Cos’è il greenwashing? E perché è importante saperlo e imparare a riconoscerlo e ad evitarlo? Cerco di spiegarvelo in modo facile.
Indice
Greenwashing: cos’è e quali sono le sue caratteristiche peculiari
Il greenwashing altro non è che la pratica delle aziende che vogliono mettere in luce aspetti della loro produzione attenti al clima e al pianeta, con il solo obiettivo di distogliere l’attenzione del consumatore finale dalle pratiche meno limpide che la stessa azienda mette in atto. Normalmente si tratta di realtà abbastanza grandi, che hanno i mezzi per poter mettere in pista campagne di comunicazione massicce, volte proprio a dar loro una patina di sostenibilità, una patina green, appunto.

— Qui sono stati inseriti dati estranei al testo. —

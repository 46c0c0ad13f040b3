// src/events.rs

//! Registry notification channel.
//!
//! The registry owns one [`EventBus`] for its whole lifetime. Listeners
//! attach per [`EventKind`]; emitting an event with no listeners is a
//! silent no-op. Callbacks are invoked synchronously, but never while any
//! registry lock is held, so a listener may call back into the registry.
//!
//! `destroy()` detaches every listener after the final `Destroy` event.

use std::collections::HashMap;
use std::sync::{Arc, Mutex, PoisonError};

use tracing::debug;

use crate::types::EntrySnapshot;

/// Identifier returned by `on`/`once`, used to detach a listener.
pub type ListenerId = u64;

/// Notifications emitted by the registry.
#[derive(Debug, Clone)]
pub enum RegistryEvent {
    /// A name was registered. `path` is the resolved source path; `package`
    /// is the original package identifier for package registrations.
    Register {
        name: String,
        path: std::path::PathBuf,
        package: Option<String>,
    },
    /// A name was unregistered; carries a snapshot of the removed entry.
    Unregister { name: String, entry: EntrySnapshot },
    /// An entry was reloaded from disk, manually or by the watch pipeline.
    Reload {
        name: String,
        path: std::path::PathBuf,
    },
    /// A scheduled reload failed; the entry keeps its last good artifact.
    ReloadFailed {
        name: String,
        path: std::path::PathBuf,
        error: String,
    },
    /// The registry was destroyed.
    Destroy,
}

/// Discriminant used for listener subscription.
#[derive(Debug, Clone, Copy, PartialEq, Eq, Hash)]
pub enum EventKind {
    Register,
    Unregister,
    Reload,
    ReloadFailed,
    Destroy,
}

impl RegistryEvent {
    pub fn kind(&self) -> EventKind {
        match self {
            RegistryEvent::Register { .. } => EventKind::Register,
            RegistryEvent::Unregister { .. } => EventKind::Unregister,
            RegistryEvent::Reload { .. } => EventKind::Reload,
            RegistryEvent::ReloadFailed { .. } => EventKind::ReloadFailed,
            RegistryEvent::Destroy => EventKind::Destroy,
        }
    }
}

type Callback = Arc<dyn Fn(&RegistryEvent) + Send + Sync>;

struct Listener {
    id: ListenerId,
    once: bool,
    callback: Callback,
}

#[derive(Default)]
struct BusInner {
    next_id: ListenerId,
    listeners: HashMap<EventKind, Vec<Listener>>,
}

/// Per-kind listener registry with a lifecycle matching the registry's.
#[derive(Default)]
pub(crate) struct EventBus {
    inner: Mutex<BusInner>,
}

impl EventBus {
    pub fn new() -> Self {
        Self::default()
    }

    pub fn on<F>(&self, kind: EventKind, callback: F) -> ListenerId
    where
        F: Fn(&RegistryEvent) + Send + Sync + 'static,
    {
        self.attach(kind, false, Arc::new(callback))
    }

    pub fn once<F>(&self, kind: EventKind, callback: F) -> ListenerId
    where
        F: Fn(&RegistryEvent) + Send + Sync + 'static,
    {
        self.attach(kind, true, Arc::new(callback))
    }

    fn attach(&self, kind: EventKind, once: bool, callback: Callback) -> ListenerId {
        let mut inner = self.lock();
        inner.next_id += 1;
        let id = inner.next_id;
        debug!(?kind, id, "attaching event listener");
        inner
            .listeners
            .entry(kind)
            .or_default()
            .push(Listener { id, once, callback });
        id
    }

    /// Detach a listener. Returns false if the id is unknown (e.g. a `once`
    /// listener that already fired).
    pub fn off(&self, id: ListenerId) -> bool {
        let mut inner = self.lock();
        for listeners in inner.listeners.values_mut() {
            if let Some(pos) = listeners.iter().position(|l| l.id == id) {
                listeners.remove(pos);
                return true;
            }
        }
        false
    }

    /// Invoke all listeners attached to the event's kind.
    ///
    /// Callbacks to run are collected under the bus lock but invoked after
    /// it is released.
    pub fn emit(&self, event: &RegistryEvent) {
        let to_call: Vec<Callback> = {
            let mut inner = self.lock();
            match inner.listeners.get_mut(&event.kind()) {
                Some(listeners) => {
                    let callbacks =
                        listeners.iter().map(|l| Arc::clone(&l.callback)).collect();
                    listeners.retain(|l| !l.once);
                    callbacks
                }
                None => Vec::new(),
            }
        };

        debug!(kind = ?event.kind(), listeners = to_call.len(), "emitting event");
        for callback in to_call {
            callback(event);
        }
    }

    /// Drop every listener. Part of registry teardown.
    pub fn clear(&self) {
        let mut inner = self.lock();
        inner.listeners.clear();
    }

    fn lock(&self) -> std::sync::MutexGuard<'_, BusInner> {
        self.inner.lock().unwrap_or_else(PoisonError::into_inner)
    }
}
// src/registry/entry.rs

use tokio::task::AbortHandle;
use tracing::debug;

use crate::types::{ArtifactState, EntrySnapshot, ModuleSource, SharedArtifact};
use crate::watch::WatchHandle;

/// Per-name registry record.
///
/// The watch handle and the pending debounce timer are owned exclusively
/// by the entry; `teardown` cancels both and runs again from `Drop`, so an
/// entry can never leak a live watcher or timer.
#[derive(Debug)]
pub(crate) struct Entry {
    pub name: String,
    pub source: ModuleSource,
    pub artifact: ArtifactState,
    pub watch: Option<Box<dyn WatchHandle>>,
    pub pending: Option<AbortHandle>,
    /// Validity token captured by watcher sinks and timer callbacks at
    /// scheduling time; a mismatch means the callback is stale.
    pub generation: u64,
}

impl Entry {
    pub fn new(
        name: String,
        source: ModuleSource,
        artifact: SharedArtifact,
        watch: Option<Box<dyn WatchHandle>>,
        generation: u64,
    ) -> Self {
        Self {
            name,
            source,
            artifact: ArtifactState::Loaded(artifact),
            watch,
            pending: None,
            generation,
        }
    }

    /// Cancel the pending timer and close the watch subscription.
    /// Idempotent.
    pub fn teardown(&mut self) {
        if let Some(timer) = self.pending.take() {
            debug!(name = %self.name, "cancelling pending reload timer");
            timer.abort();
        }
        if let Some(mut watch) = self.watch.take() {
            watch.close();
        }
    }

    pub fn snapshot(&self) -> EntrySnapshot {
        EntrySnapshot {
            name: self.name.clone(),
            source_path: self.source.watched_path().to_path_buf(),
            package: self.source.package_id().map(str::to_string),
            artifact: self.artifact.loaded().cloned(),
        }
    }
}

impl Drop for Entry {
    fn drop(&mut self) {
        self.teardown();
    }
}
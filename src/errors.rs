// src/errors.rs

//! Crate-wide error types and the `Result` alias.

use thiserror::Error;

use crate::loader::LoaderError;
use crate::watch::WatchError;

#[derive(Error, Debug)]
pub enum RegistryError {
    /// Any operation attempted after `destroy()` has completed.
    #[error("registry has been destroyed")]
    Destroyed,

    /// `destroy()` called a second time.
    #[error("registry has already been destroyed")]
    AlreadyDestroyed,

    /// Lookup or reload on a name with no loaded entry.
    #[error("cannot find module \"{0}\"")]
    NotFound(String),

    /// Property lookup on an artifact that lacks that member.
    #[error("module \"{name}\" has no property named \"{property}\"")]
    NoSuchProperty { name: String, property: String },

    /// Registering a name that already has a live entry. Callers must
    /// unregister first.
    #[error("module \"{0}\" is already registered")]
    AlreadyRegistered(String),

    /// Loader resolution or load failed during register or reload.
    #[error("failed to load module \"{name}\"")]
    LoadFailed {
        name: String,
        #[source]
        source: LoaderError,
    },

    /// Watch subscription failed during register.
    #[error("failed to watch source of module \"{name}\"")]
    WatchFailed {
        name: String,
        #[source]
        source: WatchError,
    },

    #[error("configuration error: {0}")]
    Config(String),

    #[error("io error: {0}")]
    Io(#[from] std::io::Error),

    #[error("TOML parsing error: {0}")]
    Toml(#[from] toml::de::Error),

    #[error(transparent)]
    Other(#[from] anyhow::Error),
}

pub use anyhow::Error;
pub type Result<T> = std::result::Result<T, RegistryError>;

Come riconoscere il greewashing
Del greenwashing finalmente si sta cominciando a parlare, non solo sul web, ma anche sui vari social, da Instagram a YouTube. Sempre più divulgatrici e influencers attente ai temi legati all’ambiente cercano di smascherare le campagne di greenwashing e di fare luce su questa attività di comunicazione poco trasparente. Il modo migliore per riconoscere il greenwashing è chiedersi: questa attività che l’azienda mi sta descrivendo, che impatto reale ha sulle persone che realizzano il capo o sull’ambiente? Se l’azienda si professa come sostenibile a livello ambientale e sociale (quindi etica), per realizzare un determinato prodotto non deve essere stato fatto male a nessuno, ne all’ambiente né tanto meno alle persone.
Esempi più celebri di greenwashing
Se l’azienda in questione ci sta dicendo che pianterà un albero per ogni acquisto, o che devolverà parte del ricavato delle vendite alla costruzione di pozzi o scuole nel terzo mondo, o che salverà un determinato animale in via di estinzione, o che utilizza cotone organico, magari corredando il prodotto con etichette verdi o color cartoncino, in realtà non ci sta dicendo molto su come e dove vengono realizzato i prodotti che propone. E questo vale per la moda come per qualunque altro tipo di prodotto, dal food al beauty.
In sostanza, un’azienda può anche aprire una scuola in Africa o salvare le orche, ma se per realizzare un suo prodotto ha fatto lavorare in condizioni di lavoro non etiche chi ha preso parte alla produzione di quel prodotto, dalla materia prima al confezionamento, alla fine, non ci sta raccontando veramente come stanno le cose. Ci sta facendo vedere solamente una parte della sua verità. Pensiamoci la prossima volta che vediamo una promozione di questo tipo!
Rapporto fra greenwashing e moda
Tristemente, la moda è un bersaglio facile per il greenwashing, proprio perché è un settore in cui la sostenibilità è ancora molto molto scarsa e, soprattutto, c’è una gran confusione tra etica e sostenibilità. Spesso ci si accontenta della dicitura “cotone organico” e non si pensa a dove e come un determinato capo è stato prodotto o a che fine farà una volta che smetteremo di usarlo. Con la velocità di fruizione dei capi di abbigliamento dovuta al fast fashion, il percorso verso la discarica è rapidissimo e spesso non si considera che l’impatto ambientale dei rifiuti tessili è enorme: quando un brand ci propone 52 collezioni l’anno (ma anche 6 o più), sta davvero lavorando in modo attento all’ambiente? O vuole solo spingerci all’acquisto?
Come difendersi dal greenwashing
Difendersi dal greenwashing in realtà non è così difficile: basta fare attenzione alle etichette, leggendole con spirito critico. Questo vale non solo per la moda, ma per qualunque prodotto che acquistiamo, dall’arredamento, al cibo, ai tessili per la casa, all’oggettistica e alle suppellettili. È facile nascondersi dietro all’etichetta “coltivazioni bio” quando magari la manodopera che raccoglie le materie prime è sottopagata o schiavizzata. Anche se è vero che le certificazioni, purtroppo, non sempre sono garanzia di affidabilità, come hanno dimostrato tristemente molti servizi televisivi che si sono occupati degli ambiti più disparati, dalla moda, al settore agroalimentare, sono comunque una buona indicazione. Fate attenzione sempre anche ad un altro indicatore: il prezzo. Se è troppo basso, qualcun altro sta pagando quello che non stiamo pagando noi, in termini di salute o dignità.